"Non v'è dubbio che le condotte
realizzate da Bonafede abbiano di fatto consentito a Messina
Denaro di sottrarsi sia all'esecuzione delle pene
definitivamente irrogategli per numerosi efferati delitti, sia a
eludere le investigazioni dell'autorità in ordine alla
persistente condotta direttiva organizzativa dell'associazione
mafiosa Cosa nostra, operante nella provincia di Trapani, posta
in essere dallo stesso Messina Denaro".
Lo scrive il tribunale del Riesame di Palermo che oggi ha
depositato le motivazioni del provvedimento col quale ha
respinto la richiesta di scarcerazione presentata da Andrea
Bonafede, accusato di aver fatto avere al capomafia, ammalato,
ricette e prescrizioni fatte dal medico Alfonso Tumbarello, e
intestate falsamente al cugino geometra durante la latitanza.

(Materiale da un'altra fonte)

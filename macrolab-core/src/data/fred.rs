//! FRED CSV adapter.
//!
//! Downloads `fredgraph.csv` for one series id: a header row followed by
//! `(date, value)` pairs. FRED marks missing observations with a literal `.`.

use super::http::{HttpFetcher, HttpSettings};
use super::provider::{RawDate, RawRecord, RawSeries, RawValue, SourceAdapter, SourceError};
use crate::domain::DateRange;
use crate::normalize::{FieldMap, Normalizer, SentinelTable};
use crate::table::DATE_FORMAT;
use chrono::NaiveDate;

pub const SOURCE_NAME: &str = "fred";
pub const DEFAULT_BASE_URL: &str = "https://fred.stlouisfed.org/graph/fredgraph.csv";

/// FRED's placeholder for "no observation".
pub const MISSING_SENTINEL: &str = ".";

pub struct FredSource {
    http: HttpFetcher,
    base_url: String,
}

impl FredSource {
    pub fn new(settings: &HttpSettings) -> Result<Self, reqwest::Error> {
        Self::with_base_url(settings, DEFAULT_BASE_URL)
    }

    pub fn with_base_url(settings: &HttpSettings, base_url: &str) -> Result<Self, reqwest::Error> {
        Ok(Self {
            http: HttpFetcher::new(settings)?,
            base_url: base_url.to_string(),
        })
    }

    /// `cosd`/`coed` are inclusive on FRED's side, so the end is the range's last day.
    pub fn csv_url(&self, series_id: &str, range: DateRange) -> String {
        format!(
            "{}?id={series_id}&cosd={}&coed={}",
            self.base_url,
            range.start().format(DATE_FORMAT),
            range.last_day().format(DATE_FORMAT),
        )
    }
}

/// Parse a FRED CSV body. Column one is the date, column two the value.
///
/// Dates that parse but fall outside `range` are dropped; dates that do not
/// parse are passed through as text for the normalizer to report.
pub fn parse_fred_csv(
    series_id: &str,
    body: &str,
    range: DateRange,
) -> Result<RawSeries, SourceError> {
    let mut reader = csv::ReaderBuilder::new()
        .has_headers(true)
        .flexible(true)
        .trim(csv::Trim::All)
        .from_reader(body.as_bytes());

    let headers = reader
        .headers()
        .map_err(|e| SourceError::malformed(SOURCE_NAME, series_id, e.to_string()))?;
    if headers.len() < 2 {
        return Err(SourceError::malformed(
            SOURCE_NAME,
            series_id,
            format!(
                "expected a date and a value column, got header {:?}",
                headers.iter().collect::<Vec<_>>()
            ),
        ));
    }

    let mut records = Vec::new();
    for row in reader.records() {
        let row = row.map_err(|e| SourceError::malformed(SOURCE_NAME, series_id, e.to_string()))?;
        let date_text = row.get(0).unwrap_or_default();
        let value_text = row.get(1).unwrap_or_default();

        let date = match NaiveDate::parse_from_str(date_text, DATE_FORMAT) {
            Ok(d) if range.contains(d) => RawDate::Day(d),
            Ok(_) => continue,
            Err(_) => RawDate::Text(date_text.to_string()),
        };

        records.push(RawRecord {
            date,
            values: vec![RawValue::Text(value_text.to_string())],
        });
    }

    if records.is_empty() {
        return Err(SourceError::empty(SOURCE_NAME, series_id));
    }

    Ok(RawSeries {
        key: series_id.to_string(),
        source: SOURCE_NAME.to_string(),
        fields: vec!["value".into()],
        records,
    })
}

pub fn fred_normalizer() -> Normalizer {
    Normalizer::new(
        FieldMap::new([("value", "Value")]),
        SentinelTable::new([MISSING_SENTINEL]),
    )
}

impl SourceAdapter for FredSource {
    fn name(&self) -> &str {
        SOURCE_NAME
    }

    fn fetch(&self, key: &str, range: DateRange) -> Result<RawSeries, SourceError> {
        let url = self.csv_url(key, range);
        let body = self.http.get_text(SOURCE_NAME, key, &url)?;
        parse_fred_csv(key, &body, range)
    }

    fn normalizer(&self) -> Normalizer {
        fred_normalizer()
    }
}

Bonafede è accusato di favoreggiamento e procurata inosservanza
della pena.
il "postino" del boss, spiegano i giudici " ha in concreto
consentito al latitante di ridurre la sua esposizione e il
conseguente rischio di essere individuato e arrestato che
sarebbero derivati dall'eventuale accesso di quest'ultimo allo
studio medico".
Il collegio sottolinea inoltre le "dichiarazioni contraddittorie
rese dall'indagato in sede di interrogatorio, peraltro smentite
dai successivi atti d'indagine indicati" e spiega che "gli
elementi indiziari raccolti hanno consentito di accertare come
l'indagato, stante la piena conoscenza dell'identità di Messina
Denaro, abbia agito con "la consapevolezza che l'azione illecita
che stava compiendo, consentendo al capo della consorteria di
svolgere appieno il proprio ruolo di vertice, potesse quanto
meno inscriversi nelle possibili utilità dell'associazione
mafiosa".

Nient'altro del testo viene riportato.